PROBLEM TO WORK ON
Taking the records line by line, how many lines contain the word "https"? Answer with the number only.

(Saved entries)
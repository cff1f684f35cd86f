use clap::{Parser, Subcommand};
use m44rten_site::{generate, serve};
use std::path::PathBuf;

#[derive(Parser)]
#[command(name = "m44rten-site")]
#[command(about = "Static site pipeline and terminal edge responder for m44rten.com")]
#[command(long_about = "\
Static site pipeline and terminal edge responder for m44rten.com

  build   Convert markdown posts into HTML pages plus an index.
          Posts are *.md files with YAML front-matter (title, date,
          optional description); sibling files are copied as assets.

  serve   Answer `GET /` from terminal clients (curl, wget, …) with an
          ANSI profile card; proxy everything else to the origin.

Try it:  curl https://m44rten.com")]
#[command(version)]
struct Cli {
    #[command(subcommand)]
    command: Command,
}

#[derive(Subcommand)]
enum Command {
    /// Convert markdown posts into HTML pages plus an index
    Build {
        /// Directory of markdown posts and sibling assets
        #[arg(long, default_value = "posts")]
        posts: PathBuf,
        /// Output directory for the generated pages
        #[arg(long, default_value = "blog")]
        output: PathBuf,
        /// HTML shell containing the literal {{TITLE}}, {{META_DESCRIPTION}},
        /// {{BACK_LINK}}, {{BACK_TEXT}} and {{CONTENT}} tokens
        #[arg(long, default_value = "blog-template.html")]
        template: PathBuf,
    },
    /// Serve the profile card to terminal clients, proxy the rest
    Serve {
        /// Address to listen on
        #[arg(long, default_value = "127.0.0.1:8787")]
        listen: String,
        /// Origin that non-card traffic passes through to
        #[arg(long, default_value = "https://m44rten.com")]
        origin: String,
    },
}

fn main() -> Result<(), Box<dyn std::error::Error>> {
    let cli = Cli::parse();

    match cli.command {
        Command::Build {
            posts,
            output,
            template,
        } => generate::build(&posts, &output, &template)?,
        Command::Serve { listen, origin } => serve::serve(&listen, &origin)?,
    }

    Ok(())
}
---
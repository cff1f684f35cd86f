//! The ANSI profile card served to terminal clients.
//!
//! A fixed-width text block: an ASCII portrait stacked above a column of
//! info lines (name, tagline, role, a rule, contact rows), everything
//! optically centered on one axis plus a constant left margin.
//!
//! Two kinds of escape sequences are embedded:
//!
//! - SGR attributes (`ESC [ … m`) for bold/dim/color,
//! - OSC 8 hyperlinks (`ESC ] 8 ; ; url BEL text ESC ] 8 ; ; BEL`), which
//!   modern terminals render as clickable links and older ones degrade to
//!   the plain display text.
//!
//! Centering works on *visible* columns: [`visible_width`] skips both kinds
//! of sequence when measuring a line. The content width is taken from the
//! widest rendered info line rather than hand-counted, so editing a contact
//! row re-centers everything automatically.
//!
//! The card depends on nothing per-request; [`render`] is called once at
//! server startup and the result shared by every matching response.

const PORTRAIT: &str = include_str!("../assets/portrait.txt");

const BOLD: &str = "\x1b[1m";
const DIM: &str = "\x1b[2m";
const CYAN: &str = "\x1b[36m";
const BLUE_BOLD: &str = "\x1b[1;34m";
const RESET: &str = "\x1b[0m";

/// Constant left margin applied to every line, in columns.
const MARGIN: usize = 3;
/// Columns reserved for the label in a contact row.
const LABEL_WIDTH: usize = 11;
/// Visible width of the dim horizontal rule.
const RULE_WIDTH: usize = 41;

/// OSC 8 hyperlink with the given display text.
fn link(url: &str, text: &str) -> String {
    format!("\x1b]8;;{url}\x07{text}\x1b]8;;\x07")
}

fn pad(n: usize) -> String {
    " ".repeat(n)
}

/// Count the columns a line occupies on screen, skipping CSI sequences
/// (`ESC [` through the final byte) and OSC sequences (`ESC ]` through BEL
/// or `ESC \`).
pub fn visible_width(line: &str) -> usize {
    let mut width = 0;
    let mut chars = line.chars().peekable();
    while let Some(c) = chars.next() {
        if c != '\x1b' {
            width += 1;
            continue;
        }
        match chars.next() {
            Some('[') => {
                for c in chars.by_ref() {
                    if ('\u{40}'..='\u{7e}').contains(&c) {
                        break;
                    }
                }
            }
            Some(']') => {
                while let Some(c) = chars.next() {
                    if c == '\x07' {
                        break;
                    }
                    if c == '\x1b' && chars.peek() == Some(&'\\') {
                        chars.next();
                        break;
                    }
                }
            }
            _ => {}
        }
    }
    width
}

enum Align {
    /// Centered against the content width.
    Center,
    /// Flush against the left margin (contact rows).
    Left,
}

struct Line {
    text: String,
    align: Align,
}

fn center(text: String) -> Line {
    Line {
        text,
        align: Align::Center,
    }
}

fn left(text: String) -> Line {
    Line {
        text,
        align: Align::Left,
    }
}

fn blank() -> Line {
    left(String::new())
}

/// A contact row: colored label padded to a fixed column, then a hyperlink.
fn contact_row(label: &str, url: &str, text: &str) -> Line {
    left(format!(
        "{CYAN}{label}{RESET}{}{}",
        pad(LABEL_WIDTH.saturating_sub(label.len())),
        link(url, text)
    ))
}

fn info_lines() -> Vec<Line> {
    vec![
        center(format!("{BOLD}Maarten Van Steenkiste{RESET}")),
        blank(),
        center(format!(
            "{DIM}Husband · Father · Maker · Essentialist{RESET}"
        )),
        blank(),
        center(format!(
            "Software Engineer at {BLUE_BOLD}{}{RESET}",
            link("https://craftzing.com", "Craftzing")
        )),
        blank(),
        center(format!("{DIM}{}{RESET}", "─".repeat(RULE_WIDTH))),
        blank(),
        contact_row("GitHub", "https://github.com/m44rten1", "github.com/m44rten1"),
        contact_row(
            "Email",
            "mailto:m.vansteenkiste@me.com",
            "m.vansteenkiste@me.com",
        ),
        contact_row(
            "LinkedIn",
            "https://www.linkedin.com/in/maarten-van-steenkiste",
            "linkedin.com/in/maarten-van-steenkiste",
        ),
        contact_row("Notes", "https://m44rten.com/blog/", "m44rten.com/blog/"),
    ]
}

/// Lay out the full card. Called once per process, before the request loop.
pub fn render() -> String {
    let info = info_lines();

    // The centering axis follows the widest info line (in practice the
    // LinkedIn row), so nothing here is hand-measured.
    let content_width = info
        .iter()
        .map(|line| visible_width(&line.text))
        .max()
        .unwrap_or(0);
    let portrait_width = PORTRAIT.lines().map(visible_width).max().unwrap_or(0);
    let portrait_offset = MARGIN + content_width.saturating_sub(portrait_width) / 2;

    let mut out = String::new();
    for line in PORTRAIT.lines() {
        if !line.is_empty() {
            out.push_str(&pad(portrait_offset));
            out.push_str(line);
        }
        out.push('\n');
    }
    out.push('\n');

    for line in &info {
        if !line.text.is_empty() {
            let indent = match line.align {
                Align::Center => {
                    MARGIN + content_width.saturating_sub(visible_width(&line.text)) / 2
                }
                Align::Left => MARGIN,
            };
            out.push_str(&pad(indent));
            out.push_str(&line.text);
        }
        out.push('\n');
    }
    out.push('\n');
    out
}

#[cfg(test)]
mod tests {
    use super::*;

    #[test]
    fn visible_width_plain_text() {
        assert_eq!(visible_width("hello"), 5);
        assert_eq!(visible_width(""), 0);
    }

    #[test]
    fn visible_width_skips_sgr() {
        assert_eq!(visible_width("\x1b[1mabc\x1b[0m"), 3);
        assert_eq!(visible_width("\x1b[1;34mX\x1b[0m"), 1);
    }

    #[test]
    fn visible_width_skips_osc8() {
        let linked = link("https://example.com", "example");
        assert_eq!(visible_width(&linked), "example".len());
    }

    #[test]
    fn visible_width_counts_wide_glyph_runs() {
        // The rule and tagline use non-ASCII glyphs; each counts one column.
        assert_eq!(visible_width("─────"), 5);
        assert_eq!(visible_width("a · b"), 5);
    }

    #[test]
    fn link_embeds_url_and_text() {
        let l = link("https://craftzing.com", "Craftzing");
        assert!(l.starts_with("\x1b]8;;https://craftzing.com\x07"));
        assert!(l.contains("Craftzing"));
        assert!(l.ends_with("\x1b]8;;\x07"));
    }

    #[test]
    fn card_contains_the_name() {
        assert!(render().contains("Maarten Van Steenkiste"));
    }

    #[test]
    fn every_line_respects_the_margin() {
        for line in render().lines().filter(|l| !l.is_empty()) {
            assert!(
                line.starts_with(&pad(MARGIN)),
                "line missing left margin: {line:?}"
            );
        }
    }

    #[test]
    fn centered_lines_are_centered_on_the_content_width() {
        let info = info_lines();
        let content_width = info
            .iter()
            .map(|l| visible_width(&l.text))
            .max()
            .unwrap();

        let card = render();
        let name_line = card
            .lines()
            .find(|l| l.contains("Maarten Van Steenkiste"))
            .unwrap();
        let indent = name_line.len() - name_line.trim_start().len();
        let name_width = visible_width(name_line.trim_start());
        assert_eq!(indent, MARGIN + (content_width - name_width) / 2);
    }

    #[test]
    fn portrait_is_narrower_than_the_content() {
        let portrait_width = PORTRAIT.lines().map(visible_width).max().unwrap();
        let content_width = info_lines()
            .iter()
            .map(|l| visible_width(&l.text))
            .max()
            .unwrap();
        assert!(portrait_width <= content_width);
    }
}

WRITTEN ANSWER
9